━━━━━ DATA FOR ANALYSIS
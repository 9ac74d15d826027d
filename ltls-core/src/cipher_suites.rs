//! Cipher suite registry.
//!
//! A TLS 1.0-1.2 cipher suite names the complete set of algorithms:
//! - Key exchange (RSA key transport, or ephemeral DH signed by DSS/RSA)
//! - Bulk cipher (RC4 stream cipher, AES in CBC mode)
//! - Record MAC hash (MD5, SHA-1, SHA-256)
//!
//! Format: TLS_{KeyExchange}_WITH_{Cipher}_{Mac}
//!
//! The registry is a compile-time table; [`lookup`] is the only way the
//! engine turns a wire id into a descriptor.

use ltls_crypto::{BulkCipherAlgorithm, CipherType, HashAlgorithm};

use crate::error::{Error, Result};
use crate::protocol::ProtocolVersion;

/// Key exchange method.
#[derive(Debug, Clone, Copy, PartialEq, Eq, Hash)]
pub enum KeyExchangeAlgorithm {
    /// RSA key transport: the pre-master secret is encrypted to the
    /// certificate's public key.
    Rsa,
    /// Ephemeral Diffie-Hellman, parameters signed with DSS.
    DheDss,
    /// Ephemeral Diffie-Hellman, parameters signed with RSA.
    DheRsa,
}

impl KeyExchangeAlgorithm {
    /// True for the DHE variants, which send a ServerKeyExchange.
    pub const fn is_ephemeral_dh(self) -> bool {
        matches!(self, KeyExchangeAlgorithm::DheDss | KeyExchangeAlgorithm::DheRsa)
    }
}

/// Cipher suite descriptor.
#[derive(Debug, Clone, Copy, PartialEq, Eq, Hash)]
pub struct CipherSuite {
    /// IANA identifier
    pub id: u16,
    /// IANA name
    pub name: &'static str,
    /// Key exchange method
    pub key_exchange: KeyExchangeAlgorithm,
    /// Bulk cipher
    pub cipher: BulkCipherAlgorithm,
    /// Record MAC hash
    pub mac: HashAlgorithm,
    /// Lowest protocol version the suite may be negotiated at
    pub min_version: ProtocolVersion,
}

impl CipherSuite {
    const fn new(
        id: u16,
        name: &'static str,
        key_exchange: KeyExchangeAlgorithm,
        cipher: BulkCipherAlgorithm,
        mac: HashAlgorithm,
    ) -> Self {
        let min_version = match mac {
            HashAlgorithm::Sha256 => ProtocolVersion::Tls12,
            _ => ProtocolVersion::Tls10,
        };
        Self {
            id,
            name,
            key_exchange,
            cipher,
            mac,
            min_version,
        }
    }

    /// Cipher key size in bytes.
    pub const fn key_size(&self) -> usize {
        self.cipher.key_size()
    }

    /// IV size in bytes (zero for RC4).
    pub const fn iv_size(&self) -> usize {
        self.cipher.iv_size()
    }

    /// Block size in bytes (zero for RC4).
    pub const fn block_size(&self) -> usize {
        self.cipher.block_size()
    }

    /// MAC key and tag size in bytes.
    pub const fn mac_size(&self) -> usize {
        self.mac.output_size()
    }

    /// True for CBC suites.
    pub const fn is_block_cipher(&self) -> bool {
        matches!(self.cipher.cipher_type(), CipherType::Block)
    }

    /// Whether the suite may be used at `version`.
    pub fn supports_version(&self, version: ProtocolVersion) -> bool {
        version >= self.min_version
    }

    /// Length of the key block derived for this suite.
    ///
    /// `2 * (mac + key)`, plus `2 * iv` only for block ciphers at TLS 1.0,
    /// where the IV is implicit. Later versions send an explicit IV in
    /// every record.
    pub const fn key_block_length(&self, version: ProtocolVersion) -> usize {
        let mut len = 2 * (self.mac_size() + self.key_size());
        if self.is_block_cipher() && !version.has_explicit_iv() {
            len += 2 * self.iv_size();
        }
        len
    }
}

use BulkCipherAlgorithm::{Aes128Cbc, Aes256Cbc, Rc4_128};
use HashAlgorithm::{Md5, Sha1, Sha256};
use KeyExchangeAlgorithm::{DheDss, DheRsa, Rsa};

/// Every suite the engine can negotiate.
pub const CIPHER_SUITES: &[CipherSuite] = &[
    CipherSuite::new(0x0004, "TLS_RSA_WITH_RC4_128_MD5", Rsa, Rc4_128, Md5),
    CipherSuite::new(0x0005, "TLS_RSA_WITH_RC4_128_SHA", Rsa, Rc4_128, Sha1),
    CipherSuite::new(0x002F, "TLS_RSA_WITH_AES_128_CBC_SHA", Rsa, Aes128Cbc, Sha1),
    CipherSuite::new(0x0032, "TLS_DHE_DSS_WITH_AES_128_CBC_SHA", DheDss, Aes128Cbc, Sha1),
    CipherSuite::new(0x0033, "TLS_DHE_RSA_WITH_AES_128_CBC_SHA", DheRsa, Aes128Cbc, Sha1),
    CipherSuite::new(0x0035, "TLS_RSA_WITH_AES_256_CBC_SHA", Rsa, Aes256Cbc, Sha1),
    CipherSuite::new(0x0038, "TLS_DHE_DSS_WITH_AES_256_CBC_SHA", DheDss, Aes256Cbc, Sha1),
    CipherSuite::new(0x0039, "TLS_DHE_RSA_WITH_AES_256_CBC_SHA", DheRsa, Aes256Cbc, Sha1),
    CipherSuite::new(0x003C, "TLS_RSA_WITH_AES_128_CBC_SHA256", Rsa, Aes128Cbc, Sha256),
    CipherSuite::new(0x003D, "TLS_RSA_WITH_AES_256_CBC_SHA256", Rsa, Aes256Cbc, Sha256),
    CipherSuite::new(0x0040, "TLS_DHE_DSS_WITH_AES_128_CBC_SHA256", DheDss, Aes128Cbc, Sha256),
    CipherSuite::new(0x0067, "TLS_DHE_RSA_WITH_AES_128_CBC_SHA256", DheRsa, Aes128Cbc, Sha256),
    CipherSuite::new(0x006A, "TLS_DHE_DSS_WITH_AES_256_CBC_SHA256", DheDss, Aes256Cbc, Sha256),
    CipherSuite::new(0x006B, "TLS_DHE_RSA_WITH_AES_256_CBC_SHA256", DheRsa, Aes256Cbc, Sha256),
];

/// Look up a cipher suite by its wire id.
pub fn lookup(id: u16) -> Result<&'static CipherSuite> {
    CIPHER_SUITES
        .iter()
        .find(|suite| suite.id == id)
        .ok_or(Error::UnknownCipherSuite(id))
}

/// Default offer order: DHE before RSA, SHA-256 before SHA-1, AES-256
/// before AES-128, RC4 last.
pub fn default_cipher_suites() -> Vec<u16> {
    vec![
        0x006B, 0x0067, 0x006A, 0x0040, // DHE, SHA-256
        0x0039, 0x0033, 0x0038, 0x0032, // DHE, SHA-1
        0x003D, 0x003C, // RSA, SHA-256
        0x0035, 0x002F, // RSA, SHA-1
        0x0005, 0x0004, // RC4
    ]
}
//! Benchmark crate for LTLS. See `benches/`.
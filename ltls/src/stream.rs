//! Async TLS stream implementation.

use std::time::Duration;

use ltls_core::cipher_suites::CipherSuite;
use ltls_core::{ClientConnection, Error, ProtocolVersion, Result};
use tokio::io::{AsyncRead, AsyncReadExt, AsyncWrite, AsyncWriteExt};

use crate::ClientConfig;

const READ_BUFFER_SIZE: usize = 18 * 1024;

/// TLS stream wrapping an underlying async transport.
///
/// The async counterpart of [`Session`](crate::Session).
pub struct TlsStream<S> {
    inner: S,
    conn: ClientConnection,
    buf: Vec<u8>,
}

impl<S> std::fmt::Debug for TlsStream<S> {
    fn fmt(&self, f: &mut std::fmt::Formatter<'_>) -> std::fmt::Result {
        f.debug_struct("TlsStream").field("conn", &self.conn).finish_non_exhaustive()
    }
}

impl<S> TlsStream<S>
where
    S: AsyncRead + AsyncWrite + Unpin,
{
    /// Connect to a server (client-side).
    ///
    /// # Arguments
    ///
    /// * `config` - Client configuration
    /// * `server_name` - Server name for SNI (ignored for IP literals or
    ///   when the config already names a server)
    /// * `stream` - Underlying transport stream
    pub async fn connect(config: &ClientConfig, server_name: &str, stream: S) -> Result<Self> {
        let config = config.for_host(server_name);
        let conn = ClientConnection::new(config.config, config.provider)?;
        let mut tls = Self {
            inner: stream,
            conn,
            buf: vec![0u8; READ_BUFFER_SIZE],
        };

        tls.conn.start()?;
        tls.flush().await?;
        while !tls.conn.is_handshake_complete() {
            if tls.fill().await? == 0 {
                tls.conn.dispose();
                return Err(Error::IoError("transport closed during handshake".into()));
            }
        }
        tracing::info!(version = ?tls.conn.negotiated_version(), "stream open");
        Ok(tls)
    }

    /// [`connect`](Self::connect) bounded by `timeout`.
    ///
    /// An elapsed timeout is reported as [`Error::IoError`].
    pub async fn connect_timeout(
        config: &ClientConfig,
        server_name: &str,
        stream: S,
        timeout: Duration,
    ) -> Result<Self> {
        tokio::time::timeout(timeout, Self::connect(config, server_name, stream))
            .await
            .map_err(|_| Error::IoError(format!("handshake timed out after {:?}", timeout)))?
    }

    /// Read decrypted application data; `Ok(0)` after the server closed.
    pub async fn read(&mut self, buf: &mut [u8]) -> Result<usize> {
        if buf.is_empty() {
            return Ok(0);
        }
        loop {
            if self.conn.plaintext_len() > 0 {
                return Ok(self.conn.read_plaintext(buf));
            }
            if self.conn.is_closed() {
                return Ok(0);
            }
            if self.fill().await? == 0 {
                tracing::warn!("transport closed without close_notify");
                self.conn.dispose();
                return Ok(0);
            }
        }
    }

    /// Encrypt and send all of `data`.
    pub async fn write_all(&mut self, data: &[u8]) -> Result<()> {
        self.conn.write_application_data(data)?;
        self.flush().await
    }

    /// Send close_notify, wait for the server's, and dispose.
    pub async fn close(&mut self) -> Result<()> {
        if self.conn.is_closed() {
            return Ok(());
        }
        self.conn.close()?;
        self.flush().await?;
        while !self.conn.is_closed() {
            match self.fill().await {
                Ok(0) | Err(Error::IoError(_)) => break,
                Ok(_) => {},
                Err(e) => return Err(e),
            }
        }
        self.conn.dispose();
        // best effort: the TLS close already happened
        let _ = self.inner.shutdown().await;
        Ok(())
    }

    /// Application data can still be exchanged.
    pub fn is_open(&self) -> bool {
        self.conn.is_open()
    }

    /// Decrypted bytes waiting to be read.
    pub fn buffered_len(&self) -> usize {
        self.conn.plaintext_len()
    }

    /// Version chosen by the server.
    pub fn negotiated_version(&self) -> Option<ProtocolVersion> {
        self.conn.negotiated_version()
    }

    /// Cipher suite chosen by the server.
    pub fn cipher_suite(&self) -> Option<&'static CipherSuite> {
        self.conn.cipher_suite()
    }

    /// The underlying transport.
    pub fn get_ref(&self) -> &S {
        &self.inner
    }

    async fn flush(&mut self) -> Result<()> {
        let out = self.conn.take_outgoing();
        if out.is_empty() {
            return Ok(());
        }
        let result = match self.inner.write_all(&out).await {
            Ok(()) => self.inner.flush().await,
            Err(e) => Err(e),
        };
        if let Err(e) = result {
            self.conn.dispose();
            return Err(e.into());
        }
        Ok(())
    }

    async fn fill(&mut self) -> Result<usize> {
        let n = match self.inner.read(&mut self.buf).await {
            Ok(n) => n,
            Err(e) => {
                self.conn.dispose();
                return Err(e.into());
            },
        };
        if n == 0 {
            return Ok(0);
        }
        let result = self.conn.read_tls(&self.buf[..n]);
        let flushed = self.flush().await;
        result?;
        flushed?;
        Ok(n)
    }
}
//! Handshake performance benchmarks.
//!
//! Measures:
//! - Full handshake against the in-memory test server, per key exchange
//! - ClientHello generation
//! - Master secret and key block derivation for each PRF

#[path = "../../ltls-core/tests/common/mod.rs"]
mod common;

use criterion::{black_box, criterion_group, criterion_main, BenchmarkId, Criterion};
use common::{ServerOptions, TestServer};
use ltls_core::prf;
use ltls_core::protocol::ProtocolVersion;
use ltls_core::{ClientConnection, Config};
use ltls_crypto_rustcrypto::RustCryptoProvider;

/// Full handshake (ClientHello → Finished) for each key exchange.
fn benchmark_full_handshake(c: &mut Criterion) {
    let mut group = c.benchmark_group("full_handshake");
    group.sample_size(20);

    let cases = [
        ("rsa_aes128_sha", ProtocolVersion::Tls12, 0x002F),
        ("rsa_aes256_sha256", ProtocolVersion::Tls12, 0x003D),
        ("dhe_rsa_aes128_sha", ProtocolVersion::Tls12, 0x0033),
        ("rsa_rc4_sha_tls10", ProtocolVersion::Tls10, 0x0005),
    ];

    for (name, version, suite) in cases {
        group.bench_with_input(BenchmarkId::new("full", name), &suite, |b, &suite| {
            b.iter(|| {
                let config = Config::builder().with_cipher_suites(&[suite]).build().unwrap();
                let mut client = ClientConnection::new(config, common::provider()).unwrap();
                let mut server = TestServer::new(ServerOptions::new(version, suite));
                client.start().unwrap();
                common::pump(&mut client, &mut server);
                assert!(client.is_handshake_complete());
                black_box((client, server))
            });
        });
    }

    group.finish();
}

/// ClientHello generation.
fn benchmark_client_hello(c: &mut Criterion) {
    let provider = common::provider();

    c.bench_function("client_hello", |b| {
        b.iter(|| {
            let config = Config::builder()
                .with_server_name("bench.example.com")
                .build()
                .unwrap();
            let mut client = ClientConnection::new(config, provider.clone()).unwrap();
            client.start().unwrap();
            black_box(client.take_outgoing())
        });
    });
}

/// Key schedule: master secret followed by the key block.
fn benchmark_key_schedule(c: &mut Criterion) {
    let mut group = c.benchmark_group("key_schedule");
    let provider = RustCryptoProvider::default();
    let pre_master = [0x03u8; 48];
    let client_random = [0x11u8; 32];
    let server_random = [0x22u8; 32];

    for version in [ProtocolVersion::Tls10, ProtocolVersion::Tls12] {
        group.bench_with_input(
            BenchmarkId::new("master_and_key_block", format!("{:?}", version)),
            &version,
            |b, &version| {
                b.iter(|| {
                    let master = prf::compute_master_secret(
                        &provider,
                        version,
                        &pre_master,
                        &client_random,
                        &server_random,
                    )
                    .unwrap();
                    let block = prf::compute_key_block(
                        &provider,
                        version,
                        &master,
                        &client_random,
                        &server_random,
                        136,
                    )
                    .unwrap();
                    black_box(block)
                });
            },
        );
    }

    group.finish();
}

criterion_group!(
    benches,
    benchmark_full_handshake,
    benchmark_client_hello,
    benchmark_key_schedule
);
criterion_main!(benches);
━━━━━━━━━━
§ **EXERCISE DIRECTIONS**
Going down from the first line of the entries above, restate each line word for word until the line holding "into a descriptor." is done.

§ **EXERCISE OUTPUT**
repository 9ac74d15d826027d
filename ltls-core/src/cipher_suites.rs
//! Cipher suite registry.
//!
//! A TLS 1.0-1.2 cipher suite names the complete set of algorithms:
//! - Key exchange (RSA key transport, or ephemeral DH signed by DSS/RSA)
//! - Bulk cipher (RC4 stream cipher, AES in CBC mode)
//! - Record MAC hash (MD5, SHA-1, SHA-256)
//!
//! Format: TLS_{KeyExchange}_WITH_{Cipher}_{Mac}
//!
//! The registry is a compile-time table; [`lookup`] is the only way the
//! engine turns a wire id into a descriptor.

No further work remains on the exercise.